MDA-supported Summit PLC announced it will continue testing it experimental drug in Duchenne MD patients, along with dietary modifications that may improve drug absorption
Update (Feb. 20, 2015): In a Feb. 20, 2015, press release, Summit announced that the first patients in this phase 1b modified-diet clinical trial of SMT C1100 have received the drug. "We believe that utrophin modulation has the potential to benefit all patients with DMD, irrespective of the underlying fault in the dystrophin gene causing the disease," said Glyn Edwards, company CEO, "and this new trial forms part of our broader clinical development path that seeks to provide this drug with the best chance of reaching the market. We look forwadr to reporting data from this study in Q3 2015 [third quarter of 2015]." The company name is now Summit Therapeutics.
SMT C1100, an experimental compound designed to boost levels of the potentially therapeutic protein utrophin in patients with Duchenne muscular dystrophy (DMD), will undergo further testing in boys with this disorder along with dietary specifications that may improve its absorption by the body, its developer has announced.
Summit PLC, an Oxford, United Kingdom-based biotechnology company that has received MDA support for the development of SMT C1100, announced the modified diet trial of this compound in a Dec. 11, 2014, press release.
In October 2014, the company released positive data from a phase 1b trial in boys with DMD without dietary modification. The orally administered drug showed a favorable safety profile and was associated with reduction in enzymes that are markers of muscle damage.
Summit received a $750,000 grant from MDA in 2011.
SMT C1100 is a utrophin modulator
Utrophin is a protein that is similar to dystrophin, which is missing in patients with DMD and in animal models of the disease. Experiments in dystrophin-deficient animals have suggested that utrophin "modulators" – compounds that increase the amount of utrophin and expand its location in muscle fibers – could be therapeutic, regardless of the specific genetic mutation causing dystrophin deficiency. Utrophin modulation is a strategy that MDA has long supported.

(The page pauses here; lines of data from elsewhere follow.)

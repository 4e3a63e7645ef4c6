//! Schema type mapper
//!
//! Maps entity and field names of the subgraph schema onto tables and columns,
//! and records the shape of every relation. The mapper is built once at startup
//! from [EntityDef] declarations, validated as a whole, and then shared read-only
//! behind an `Arc` by every request. Any inconsistency is a [ConfigurationError].

use std::collections::{BTreeMap, HashSet};
use std::sync::Arc;

use super::values::ScalarKind;
use crate::services::graphql::errors::{ConfigurationError, ValidationError};
use crate::services::graphql::filters::FilterOp;

/// Field name of every entity's primary identifier.
pub const PRIMARY_KEY: &str = "id";

/// Keys of a `where` object that are not filters on a field.
const RESERVED_NAMES: &[&str] = &["and", "or"];

#[derive(Debug, Clone, Copy, PartialEq, Eq)]
pub enum Nullability {
    Required,
    Optional,
}

/// A scalar field and the column backing it.
#[derive(Debug, Clone)]
pub struct FieldDescriptor {
    pub name: String,
    pub column: String,
    pub kind: ScalarKind,
    pub nullable: bool,
    /// Filter operators legal for this field's kind
    pub operators: &'static [FilterOp],
}

#[derive(Debug, Clone, Copy, PartialEq, Eq)]
pub enum RelationKind {
    ToOne,
    ToMany,
}

/// Where the foreign key of a relation lives.
#[derive(Debug, Clone, PartialEq, Eq)]
pub enum ForeignKey {
    /// Column on this entity's table holding the target's id.
    Parent(String),
    /// Column on the target's table holding this entity's id.
    Target(String),
}

#[derive(Debug, Clone)]
pub struct RelationDescriptor {
    pub name: String,
    pub kind: RelationKind,
    pub foreign_key: ForeignKey,
    pub target: String,
    pub nullable: bool,
}

impl RelationDescriptor {
    /// FK column on the parent table, for forward references.
    pub fn parent_column(&self) -> Option<&str> {
        match &self.foreign_key {
            ForeignKey::Parent(column) => Some(column),
            ForeignKey::Target(_) => None,
        }
    }
}

/// A column to select together with how to decode it.
#[derive(Debug, Clone, PartialEq, Eq, Hash)]
pub struct ColumnSpec {
    pub name: String,
    pub kind: ScalarKind,
}

/// What a filter key addresses: a scalar field, or the id stored by a forward reference.
#[derive(Debug, Clone, Copy)]
pub struct FilterTarget<'a> {
    pub field: &'a str,
    pub column: &'a str,
    pub kind: ScalarKind,
    pub is_id: bool,
    pub operators: &'static [FilterOp],
}

/// Immutable description of one entity type.
#[derive(Debug, Clone)]
pub struct EntityTypeDescriptor {
    pub name: String,
    /// Root field for lookup by id (e.g. `domain`)
    pub singular: String,
    /// Root field for list queries (e.g. `domains`)
    pub plural: String,
    pub table: String,
    pub fields: Vec<FieldDescriptor>,
    pub relations: Vec<RelationDescriptor>,
}

impl EntityTypeDescriptor {
    pub fn field(&self, name: &str) -> Option<&FieldDescriptor> {
        self.fields.iter().find(|f| f.name == name)
    }

    pub fn relation(&self, name: &str) -> Option<&RelationDescriptor> {
        self.relations.iter().find(|r| r.name == name)
    }

    /// Column of the primary identifier.
    pub fn id_column(&self) -> &str {
        self.field(PRIMARY_KEY)
            .map(|f| f.column.as_str())
            .unwrap_or(PRIMARY_KEY)
    }

    /// Every column of the table: scalar fields followed by forward FK columns.
    pub fn columns(&self) -> Vec<ColumnSpec> {
        let mut seen = HashSet::new();
        let scalars = self.fields.iter().map(|f| (f.column.as_str(), f.kind));
        let references = self
            .relations
            .iter()
            .filter_map(|r| r.parent_column())
            .map(|column| (column, ScalarKind::String));

        scalars
            .chain(references)
            .filter(|(column, _)| seen.insert(*column))
            .map(|(column, kind)| ColumnSpec {
                name: column.to_string(),
                kind,
            })
            .collect()
    }

    pub fn has_column(&self, column: &str) -> bool {
        self.columns().iter().any(|c| c.name == column)
    }

    /// Resolve a bare filter key (no operator suffix) to what it filters.
    pub fn filter_target(&self, name: &str) -> Option<FilterTarget<'_>> {
        if let Some(field) = self.field(name) {
            return Some(FilterTarget {
                field: &field.name,
                column: &field.column,
                kind: field.kind,
                is_id: field.name == PRIMARY_KEY,
                operators: field.operators,
            });
        }
        let relation = self.relation(name)?;
        if relation.kind != RelationKind::ToOne {
            return None;
        }
        let column = relation.parent_column()?;
        Some(FilterTarget {
            field: &relation.name,
            column,
            kind: ScalarKind::String,
            is_id: true,
            operators: FilterOp::for_kind(ScalarKind::String),
        })
    }

    /// Split a `where` key such as `name_starts_with_nocase` into target and operator.
    ///
    /// Returns the operator even when it is illegal for the target's kind; callers
    /// check `operators` so the error can name the key.
    pub fn resolve_filter_key(&self, key: &str) -> Option<(FilterTarget<'_>, FilterOp)> {
        if let Some(target) = self.filter_target(key) {
            return Some((target, FilterOp::Eq));
        }
        FilterOp::ALL.iter().find_map(|op| {
            let suffix = op.suffix()?;
            let name = key.strip_suffix(suffix)?.strip_suffix('_')?;
            self.filter_target(name).map(|target| (target, *op))
        })
    }

    /// Every legal filter key with its target and operator, in declaration order.
    pub fn filter_keys(&self) -> Vec<(String, FilterTarget<'_>, FilterOp)> {
        let names = self
            .fields
            .iter()
            .map(|f| f.name.as_str())
            .chain(self.relations.iter().map(|r| r.name.as_str()));

        let mut keys = Vec::new();
        for name in names {
            let Some(target) = self.filter_target(name) else {
                continue;
            };
            for op in target.operators {
                keys.push((op.key_for(name), target, *op));
            }
        }
        keys
    }

    /// CREATE TABLE statement matching the descriptor. Used to bootstrap empty stores.
    pub fn create_table_sql(&self) -> String {
        let mut column_defs = Vec::new();
        for field in &self.fields {
            let mut sql = format!("\"{}\" {}", field.column, field.kind.sql_type());
            if field.name == PRIMARY_KEY {
                sql.push_str(" PRIMARY KEY");
            } else if !field.nullable {
                sql.push_str(" NOT NULL");
            }
            column_defs.push(sql);
        }

        let mut seen = HashSet::new();
        for relation in &self.relations {
            let Some(column) = relation.parent_column() else {
                continue;
            };
            if !seen.insert(column) {
                continue;
            }
            let mut sql = format!("\"{}\" TEXT", column);
            if !relation.nullable {
                sql.push_str(" NOT NULL");
            }
            column_defs.push(sql);
        }

        format!(
            "CREATE TABLE IF NOT EXISTS \"{}\" (\n  {}\n)",
            self.table,
            column_defs.join(",\n  ")
        )
    }
}

/// Declarative input to [SchemaMapper::build].
#[derive(Debug, Clone)]
pub struct EntityDef {
    name: String,
    table: String,
    plural: Option<String>,
    fields: Vec<FieldDescriptor>,
    relations: Vec<RelationDescriptor>,
}

impl EntityDef {
    pub fn new(name: impl Into<String>, table: impl Into<String>) -> Self {
        Self {
            name: name.into(),
            table: table.into(),
            plural: None,
            fields: Vec::new(),
            relations: Vec::new(),
        }
    }

    /// Override the list root field name (defaults to the singular plus `s`).
    pub fn plural(mut self, plural: impl Into<String>) -> Self {
        self.plural = Some(plural.into());
        self
    }

    pub fn field(
        mut self,
        name: impl Into<String>,
        column: impl Into<String>,
        kind: ScalarKind,
        nullability: Nullability,
    ) -> Self {
        self.fields.push(FieldDescriptor {
            name: name.into(),
            column: column.into(),
            kind,
            nullable: nullability == Nullability::Optional,
            operators: FilterOp::for_kind(kind),
        });
        self
    }

    pub fn to_one(
        mut self,
        name: impl Into<String>,
        target: impl Into<String>,
        foreign_key: ForeignKey,
        nullability: Nullability,
    ) -> Self {
        self.relations.push(RelationDescriptor {
            name: name.into(),
            kind: RelationKind::ToOne,
            foreign_key,
            target: target.into(),
            nullable: nullability == Nullability::Optional,
        });
        self
    }

    /// One-to-many relation whose FK column lives on the target table.
    pub fn to_many(
        mut self,
        name: impl Into<String>,
        target: impl Into<String>,
        target_column: impl Into<String>,
    ) -> Self {
        self.relations.push(RelationDescriptor {
            name: name.into(),
            kind: RelationKind::ToMany,
            foreign_key: ForeignKey::Target(target_column.into()),
            target: target.into(),
            nullable: false,
        });
        self
    }
}

fn lower_first(name: &str) -> String {
    let mut chars = name.chars();
    match chars.next() {
        Some(first) => first.to_lowercase().chain(chars).collect(),
        None => String::new(),
    }
}

/// Process-wide registry of entity descriptors.
#[derive(Debug)]
pub struct SchemaMapper {
    entities: BTreeMap<String, Arc<EntityTypeDescriptor>>,
}

impl SchemaMapper {
    /// Build and validate the mapping. Fails on any unmapped type, field or relation.
    pub fn build(defs: Vec<EntityDef>) -> Result<Self, ConfigurationError> {
        let mut entities = BTreeMap::new();
        let mut root_fields = HashSet::new();

        for def in defs {
            let singular = lower_first(&def.name);
            let plural = def.plural.unwrap_or_else(|| format!("{}s", singular));
            for root in [&singular, &plural] {
                if !root_fields.insert(root.clone()) {
                    return Err(ConfigurationError::DuplicateRootField {
                        field: root.clone(),
                    });
                }
            }

            let descriptor = EntityTypeDescriptor {
                name: def.name,
                singular,
                plural,
                table: def.table,
                fields: def.fields,
                relations: def.relations,
            };
            validate_entity(&descriptor)?;

            let name = descriptor.name.clone();
            if entities.insert(name.clone(), Arc::new(descriptor)).is_some() {
                return Err(ConfigurationError::DuplicateEntity(name));
            }
        }

        let mapper = Self { entities };
        for descriptor in mapper.entities.values() {
            mapper.validate_relations(descriptor)?;
            validate_filter_keys(descriptor)?;
        }
        Ok(mapper)
    }

    /// Descriptor for an entity type, or a ValidationError naming the unknown type.
    pub fn describe(&self, name: &str) -> Result<&EntityTypeDescriptor, ValidationError> {
        self.entities
            .get(name)
            .map(|d| d.as_ref())
            .ok_or_else(|| ValidationError::UnknownEntity(name.to_string()))
    }

    /// Shared handle to a descriptor, for resolvers that outlive a borrow.
    pub fn descriptor(&self, name: &str) -> Option<Arc<EntityTypeDescriptor>> {
        self.entities.get(name).cloned()
    }

    pub fn entities(&self) -> impl Iterator<Item = &Arc<EntityTypeDescriptor>> {
        self.entities.values()
    }

    fn validate_relations(&self, entity: &EntityTypeDescriptor) -> Result<(), ConfigurationError> {
        for relation in &entity.relations {
            let invalid = |reason: &str| ConfigurationError::InvalidRelation {
                entity: entity.name.clone(),
                relation: relation.name.clone(),
                reason: reason.to_string(),
            };

            let target = self.entities.get(&relation.target).ok_or_else(|| {
                ConfigurationError::UnknownRelationTarget {
                    entity: entity.name.clone(),
                    relation: relation.name.clone(),
                    target: relation.target.clone(),
                }
            })?;

            match (&relation.kind, &relation.foreign_key) {
                (_, ForeignKey::Parent(column)) | (_, ForeignKey::Target(column))
                    if column.is_empty() =>
                {
                    return Err(invalid("foreign key column is empty"));
                }
                (RelationKind::ToMany, ForeignKey::Parent(_)) => {
                    return Err(invalid("to-many relations need the key on the target"));
                }
                (_, ForeignKey::Target(column)) if !target.has_column(column) => {
                    return Err(invalid(&format!(
                        "`{}` has no column for the foreign key",
                        target.name
                    )));
                }
                _ => {}
            }
        }
        Ok(())
    }
}

fn validate_entity(entity: &EntityTypeDescriptor) -> Result<(), ConfigurationError> {
    if entity.table.is_empty() {
        return Err(ConfigurationError::MissingTable {
            entity: entity.name.clone(),
        });
    }

    let mut names = HashSet::new();
    let all_names = entity
        .fields
        .iter()
        .map(|f| f.name.as_str())
        .chain(entity.relations.iter().map(|r| r.name.as_str()));
    for name in all_names {
        if RESERVED_NAMES.contains(&name) {
            return Err(ConfigurationError::ReservedName {
                entity: entity.name.clone(),
                name: name.to_string(),
            });
        }
        if !names.insert(name) {
            return Err(ConfigurationError::DuplicateField {
                entity: entity.name.clone(),
                field: name.to_string(),
            });
        }
    }

    for field in &entity.fields {
        if field.column.is_empty() {
            return Err(ConfigurationError::MissingColumn {
                entity: entity.name.clone(),
                field: field.name.clone(),
            });
        }
    }

    match entity.field(PRIMARY_KEY) {
        Some(id) if !id.nullable && id.kind == ScalarKind::String => Ok(()),
        _ => Err(ConfigurationError::MissingPrimaryKey {
            entity: entity.name.clone(),
        }),
    }
}

/// Every generated filter key must parse back to the field and operator it came from.
fn validate_filter_keys(entity: &EntityTypeDescriptor) -> Result<(), ConfigurationError> {
    for (key, target, op) in entity.filter_keys() {
        let round_trip = entity
            .resolve_filter_key(&key)
            .map(|(t, o)| (t.field.to_string(), o));
        if round_trip != Some((target.field.to_string(), op)) {
            return Err(ConfigurationError::AmbiguousFilterKey {
                entity: entity.name.clone(),
                key,
            });
        }
    }
    Ok(())
}
//! Store schema verification and bootstrap
//!
//! At startup every mapped table and column must exist in the store; a missing
//! one is a fatal [ConfigurationError]. For empty development databases the
//! tables can also be created from the mapper's descriptors.

use sqlx::SqlitePool;
use tracing::{debug, info};

use crate::services::graphql::errors::ConfigurationError;
use crate::services::graphql::orm::{EntityTypeDescriptor, SchemaMapper};

/// Result of a bootstrap run
#[derive(Debug, Default)]
pub struct SchemaSyncResult {
    pub tables_created: Vec<String>,
    pub indexes_created: Vec<String>,
}

/// Check if a table exists in the database
async fn table_exists(pool: &SqlitePool, table_name: &str) -> Result<bool, sqlx::Error> {
    let result: Option<(String,)> =
        sqlx::query_as("SELECT name FROM sqlite_master WHERE type='table' AND name = ?")
            .bind(table_name)
            .fetch_optional(pool)
            .await?;

    Ok(result.is_some())
}

/// Get existing columns for a table
async fn get_table_columns(
    pool: &SqlitePool,
    table_name: &str,
) -> Result<Vec<String>, sqlx::Error> {
    let rows: Vec<(i32, String, String, i32, Option<String>, i32)> =
        sqlx::query_as(&format!("PRAGMA table_info(\"{}\")", table_name))
            .fetch_all(pool)
            .await?;

    Ok(rows.into_iter().map(|(_, name, _, _, _, _)| name).collect())
}

/// Foreign key columns worth indexing: forward references of `entity`.
fn index_columns(entity: &EntityTypeDescriptor) -> Vec<&str> {
    let mut columns: Vec<&str> = entity
        .relations
        .iter()
        .filter_map(|r| r.parent_column())
        .collect();
    columns.dedup();
    columns
}

/// Create missing tables (and their foreign key indexes) for every entity.
pub async fn bootstrap(
    pool: &SqlitePool,
    mapper: &SchemaMapper,
) -> Result<SchemaSyncResult, sqlx::Error> {
    let mut result = SchemaSyncResult::default();

    for entity in mapper.entities() {
        if !table_exists(pool, &entity.table).await? {
            let create_sql = entity.create_table_sql();
            debug!("Creating table {}: {}", entity.table, create_sql);
            sqlx::query(&create_sql).execute(pool).await?;
            info!("Created table: {}", entity.table);
            result.tables_created.push(entity.table.clone());
        }

        for column in index_columns(entity) {
            let index = format!("idx_{}_{}", entity.table, column);
            sqlx::query(&format!(
                "CREATE INDEX IF NOT EXISTS \"{}\" ON \"{}\" (\"{}\")",
                index, entity.table, column
            ))
            .execute(pool)
            .await?;
            result.indexes_created.push(index);
        }
    }

    Ok(result)
}

/// Confirm every mapped table and column exists in the store.
pub async fn verify(pool: &SqlitePool, mapper: &SchemaMapper) -> Result<(), ConfigurationError> {
    for entity in mapper.entities() {
        if !table_exists(pool, &entity.table).await? {
            return Err(ConfigurationError::TableNotInStore {
                entity: entity.name.clone(),
                table: entity.table.clone(),
            });
        }

        let existing = get_table_columns(pool, &entity.table).await?;
        for column in entity.columns() {
            if !existing.iter().any(|c| c == &column.name) {
                let field = entity
                    .fields
                    .iter()
                    .find(|f| f.column == column.name)
                    .map(|f| f.name.clone())
                    .or_else(|| {
                        entity
                            .relations
                            .iter()
                            .find(|r| r.parent_column() == Some(column.name.as_str()))
                            .map(|r| r.name.clone())
                    })
                    .unwrap_or_default();
                return Err(ConfigurationError::ColumnNotInStore {
                    entity: entity.name.clone(),
                    field,
                    table: entity.table.clone(),
                    column: column.name,
                });
            }
        }
        debug!(entity = %entity.name, table = %entity.table, "Verified store mapping");
    }

    info!(entities = mapper.entities().count(), "Store schema verified");
    Ok(())
}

About the phase 1b modified diet trial
In its Dec. 14 announcement, Summit said it has received approval from the UK Medicines and Healthcare Products Regulatory Agency and the Ethics Review Committee to begin a phase 1b modified diet trial of SMT C1100.
"We believe it is possible to enhance absorption of SMT C1100 through dietary means, and this new patient trial is designed to test this so that we can confidently evaluate the efficacy of utrophin modulation in subsequent clinical trials," said Glyn Edwards, CEO of Summit. "We believe that utrophin modulation has the opportunity to benefit all boys with DMD, and we are working to ensure this molecule has the best chance to reach the market through a well-designed clinical path." Edwards said preliminary data are expected in mid-2015.
The trial will enroll 12 patients with DMD who are 5 to 13 years old and meet study criteria at four hospitals in the United Kingdom. Participants will be divided into three groups, and each participant will receive two different doses of SMT C1100 and a placebo during three 14-day treatment periods. The three treatment periods will be divided by 14 days of no treatment ("wash-out" periods). Participants will be asked to follow specific dietary guidance with respect to balanced proportions of fat, protein and carbohydrates during the trial.
If this trial is successful, it will be followed by a phase 2 trial that will seek to generate longer-term data on effectiveness and safety. It is expected that participants in the phase 1b modified diet trial will be eligible to join the phase 2 trial.